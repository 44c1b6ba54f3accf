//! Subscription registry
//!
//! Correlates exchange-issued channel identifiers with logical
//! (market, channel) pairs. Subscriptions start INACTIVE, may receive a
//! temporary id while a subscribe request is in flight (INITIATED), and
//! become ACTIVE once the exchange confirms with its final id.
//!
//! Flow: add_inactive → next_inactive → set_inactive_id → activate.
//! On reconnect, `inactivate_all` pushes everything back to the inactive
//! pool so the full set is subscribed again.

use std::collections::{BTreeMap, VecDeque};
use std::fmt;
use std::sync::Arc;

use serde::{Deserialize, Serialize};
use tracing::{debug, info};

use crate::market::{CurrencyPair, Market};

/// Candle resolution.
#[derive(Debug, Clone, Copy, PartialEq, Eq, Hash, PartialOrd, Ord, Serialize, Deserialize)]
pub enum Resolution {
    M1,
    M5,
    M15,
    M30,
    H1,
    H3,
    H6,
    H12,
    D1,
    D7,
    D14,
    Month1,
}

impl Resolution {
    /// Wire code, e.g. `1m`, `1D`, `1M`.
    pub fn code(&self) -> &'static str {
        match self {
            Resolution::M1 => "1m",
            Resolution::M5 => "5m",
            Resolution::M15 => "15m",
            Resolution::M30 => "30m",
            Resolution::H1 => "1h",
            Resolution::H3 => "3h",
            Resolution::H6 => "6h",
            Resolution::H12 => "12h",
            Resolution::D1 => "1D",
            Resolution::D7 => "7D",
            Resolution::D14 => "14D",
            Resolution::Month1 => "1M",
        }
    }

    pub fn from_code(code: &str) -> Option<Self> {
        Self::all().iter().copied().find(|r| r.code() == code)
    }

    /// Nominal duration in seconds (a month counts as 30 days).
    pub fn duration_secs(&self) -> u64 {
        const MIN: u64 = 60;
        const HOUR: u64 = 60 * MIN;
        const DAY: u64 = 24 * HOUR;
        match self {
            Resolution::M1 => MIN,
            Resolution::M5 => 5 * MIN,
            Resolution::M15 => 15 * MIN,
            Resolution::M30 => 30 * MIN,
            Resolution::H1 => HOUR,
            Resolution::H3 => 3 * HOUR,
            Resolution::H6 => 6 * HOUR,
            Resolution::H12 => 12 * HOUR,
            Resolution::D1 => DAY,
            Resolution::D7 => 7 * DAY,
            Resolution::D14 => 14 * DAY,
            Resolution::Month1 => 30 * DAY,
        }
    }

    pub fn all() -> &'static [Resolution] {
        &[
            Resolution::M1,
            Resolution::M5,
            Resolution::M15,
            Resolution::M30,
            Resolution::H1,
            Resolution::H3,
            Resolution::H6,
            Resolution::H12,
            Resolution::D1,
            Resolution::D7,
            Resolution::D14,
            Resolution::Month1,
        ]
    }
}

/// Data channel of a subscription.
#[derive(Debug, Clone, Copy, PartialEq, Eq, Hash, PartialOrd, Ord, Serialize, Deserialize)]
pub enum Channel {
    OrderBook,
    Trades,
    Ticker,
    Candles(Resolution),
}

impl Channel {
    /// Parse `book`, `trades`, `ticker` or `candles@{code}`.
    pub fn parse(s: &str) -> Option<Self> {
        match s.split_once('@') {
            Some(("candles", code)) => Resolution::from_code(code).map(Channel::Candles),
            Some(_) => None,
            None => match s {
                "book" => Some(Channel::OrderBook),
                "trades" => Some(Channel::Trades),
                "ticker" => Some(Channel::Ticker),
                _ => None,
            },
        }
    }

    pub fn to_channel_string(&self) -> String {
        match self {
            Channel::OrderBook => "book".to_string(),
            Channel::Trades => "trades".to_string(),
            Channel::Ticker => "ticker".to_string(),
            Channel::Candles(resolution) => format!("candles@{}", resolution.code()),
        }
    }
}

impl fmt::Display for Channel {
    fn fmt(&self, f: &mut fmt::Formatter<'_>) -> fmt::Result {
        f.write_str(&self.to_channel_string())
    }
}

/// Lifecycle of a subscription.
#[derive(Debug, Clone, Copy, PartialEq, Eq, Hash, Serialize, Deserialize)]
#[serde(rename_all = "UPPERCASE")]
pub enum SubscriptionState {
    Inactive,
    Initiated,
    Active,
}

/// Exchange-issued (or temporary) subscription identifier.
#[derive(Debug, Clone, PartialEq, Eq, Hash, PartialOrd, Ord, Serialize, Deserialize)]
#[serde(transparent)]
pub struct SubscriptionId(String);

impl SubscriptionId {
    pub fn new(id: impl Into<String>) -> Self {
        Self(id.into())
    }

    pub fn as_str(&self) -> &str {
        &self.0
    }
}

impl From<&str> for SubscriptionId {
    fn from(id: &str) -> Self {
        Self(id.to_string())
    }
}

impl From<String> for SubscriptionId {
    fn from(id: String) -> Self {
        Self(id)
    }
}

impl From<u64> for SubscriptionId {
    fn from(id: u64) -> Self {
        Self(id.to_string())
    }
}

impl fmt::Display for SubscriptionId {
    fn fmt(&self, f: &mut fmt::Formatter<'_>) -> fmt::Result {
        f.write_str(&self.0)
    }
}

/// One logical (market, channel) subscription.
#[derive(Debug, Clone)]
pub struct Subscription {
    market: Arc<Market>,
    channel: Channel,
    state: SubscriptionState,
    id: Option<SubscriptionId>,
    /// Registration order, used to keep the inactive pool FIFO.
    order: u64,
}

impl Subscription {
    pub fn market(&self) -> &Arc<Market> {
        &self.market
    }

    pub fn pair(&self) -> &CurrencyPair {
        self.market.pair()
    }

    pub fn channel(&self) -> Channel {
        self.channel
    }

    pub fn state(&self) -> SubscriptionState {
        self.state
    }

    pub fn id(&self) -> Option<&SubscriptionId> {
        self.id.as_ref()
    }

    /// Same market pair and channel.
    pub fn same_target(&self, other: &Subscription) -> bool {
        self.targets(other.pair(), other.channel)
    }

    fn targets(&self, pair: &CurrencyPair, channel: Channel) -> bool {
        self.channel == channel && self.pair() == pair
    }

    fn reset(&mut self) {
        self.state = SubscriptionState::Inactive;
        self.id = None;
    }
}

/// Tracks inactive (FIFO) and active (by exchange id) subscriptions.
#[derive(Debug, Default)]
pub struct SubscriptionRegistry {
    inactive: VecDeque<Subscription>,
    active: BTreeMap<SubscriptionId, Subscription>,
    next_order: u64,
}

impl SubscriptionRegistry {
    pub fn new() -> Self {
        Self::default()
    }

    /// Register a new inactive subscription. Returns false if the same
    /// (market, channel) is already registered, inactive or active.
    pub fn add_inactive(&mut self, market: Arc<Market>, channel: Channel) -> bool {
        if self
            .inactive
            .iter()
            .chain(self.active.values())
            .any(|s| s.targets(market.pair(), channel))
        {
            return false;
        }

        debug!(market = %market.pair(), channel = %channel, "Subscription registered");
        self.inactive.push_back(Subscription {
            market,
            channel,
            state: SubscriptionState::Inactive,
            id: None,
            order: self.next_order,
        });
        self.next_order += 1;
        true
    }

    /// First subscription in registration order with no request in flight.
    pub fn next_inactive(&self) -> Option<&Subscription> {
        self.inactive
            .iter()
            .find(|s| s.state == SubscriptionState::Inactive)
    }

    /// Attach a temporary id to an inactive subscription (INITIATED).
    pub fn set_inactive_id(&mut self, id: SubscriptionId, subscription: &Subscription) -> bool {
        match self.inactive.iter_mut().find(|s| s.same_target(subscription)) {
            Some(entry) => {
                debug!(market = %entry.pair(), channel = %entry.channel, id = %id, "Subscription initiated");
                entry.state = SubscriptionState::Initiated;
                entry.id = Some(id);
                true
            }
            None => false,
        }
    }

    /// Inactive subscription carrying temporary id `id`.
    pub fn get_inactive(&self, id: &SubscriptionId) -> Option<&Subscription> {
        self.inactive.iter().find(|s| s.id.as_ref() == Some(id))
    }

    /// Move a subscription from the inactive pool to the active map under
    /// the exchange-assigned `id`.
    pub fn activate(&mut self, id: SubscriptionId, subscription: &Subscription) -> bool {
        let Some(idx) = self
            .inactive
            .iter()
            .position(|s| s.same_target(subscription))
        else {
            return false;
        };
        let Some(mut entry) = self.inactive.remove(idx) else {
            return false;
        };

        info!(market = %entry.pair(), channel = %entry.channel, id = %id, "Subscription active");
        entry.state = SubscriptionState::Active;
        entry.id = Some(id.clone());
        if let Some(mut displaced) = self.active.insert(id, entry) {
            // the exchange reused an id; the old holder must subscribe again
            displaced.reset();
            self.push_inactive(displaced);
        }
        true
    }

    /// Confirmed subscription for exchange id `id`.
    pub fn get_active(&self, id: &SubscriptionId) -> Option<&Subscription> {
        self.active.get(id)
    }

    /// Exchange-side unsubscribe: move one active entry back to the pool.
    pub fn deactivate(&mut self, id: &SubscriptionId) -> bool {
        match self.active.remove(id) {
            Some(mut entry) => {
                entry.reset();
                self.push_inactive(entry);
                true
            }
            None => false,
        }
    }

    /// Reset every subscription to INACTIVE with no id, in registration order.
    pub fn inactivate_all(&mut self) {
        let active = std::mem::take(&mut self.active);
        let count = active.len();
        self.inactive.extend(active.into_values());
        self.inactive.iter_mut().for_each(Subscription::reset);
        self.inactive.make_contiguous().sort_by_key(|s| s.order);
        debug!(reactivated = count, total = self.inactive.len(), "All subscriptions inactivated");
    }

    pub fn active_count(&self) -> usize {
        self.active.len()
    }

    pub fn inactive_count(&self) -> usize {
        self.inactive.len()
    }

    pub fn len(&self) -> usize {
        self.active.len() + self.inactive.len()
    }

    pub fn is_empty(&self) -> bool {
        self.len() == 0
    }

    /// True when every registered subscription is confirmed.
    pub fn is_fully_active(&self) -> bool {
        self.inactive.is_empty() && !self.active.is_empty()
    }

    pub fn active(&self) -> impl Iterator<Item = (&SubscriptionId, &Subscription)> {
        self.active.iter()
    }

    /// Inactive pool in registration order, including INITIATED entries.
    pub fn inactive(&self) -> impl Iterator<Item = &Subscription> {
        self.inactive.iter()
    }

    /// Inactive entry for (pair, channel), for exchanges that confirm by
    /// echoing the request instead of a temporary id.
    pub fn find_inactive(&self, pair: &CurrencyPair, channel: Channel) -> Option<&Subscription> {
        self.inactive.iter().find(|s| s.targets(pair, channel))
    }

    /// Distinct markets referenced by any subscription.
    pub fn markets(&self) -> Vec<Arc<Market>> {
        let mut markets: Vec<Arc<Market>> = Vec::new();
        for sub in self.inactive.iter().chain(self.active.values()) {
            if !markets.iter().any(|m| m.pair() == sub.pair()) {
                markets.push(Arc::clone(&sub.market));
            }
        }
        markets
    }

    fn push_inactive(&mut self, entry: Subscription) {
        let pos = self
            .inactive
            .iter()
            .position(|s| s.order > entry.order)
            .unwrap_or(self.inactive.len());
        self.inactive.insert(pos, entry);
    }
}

────────────────────

**Action item**
Only one part of the material above is to be transcribed, namely the lines starting with the line that has "self.channel == channel" and going on through the line that has "inactive or active.", exactly as they stand.

**Answer box**
        self.channel == channel && self.pair() == pair
    }

    fn reset(&mut self) {
        self.state = SubscriptionState::Inactive;
        self.id = None;
    }
}

/// Tracks inactive (FIFO) and active (by exchange id) subscriptions.
#[derive(Debug, Default)]
pub struct SubscriptionRegistry {
    inactive: VecDeque<Subscription>,
    active: BTreeMap<SubscriptionId, Subscription>,
    next_order: u64,
}

impl SubscriptionRegistry {
    pub fn new() -> Self {
        Self::default()
    }

    /// Register a new inactive subscription. Returns false if the same
    /// (market, channel) is already registered, inactive or active.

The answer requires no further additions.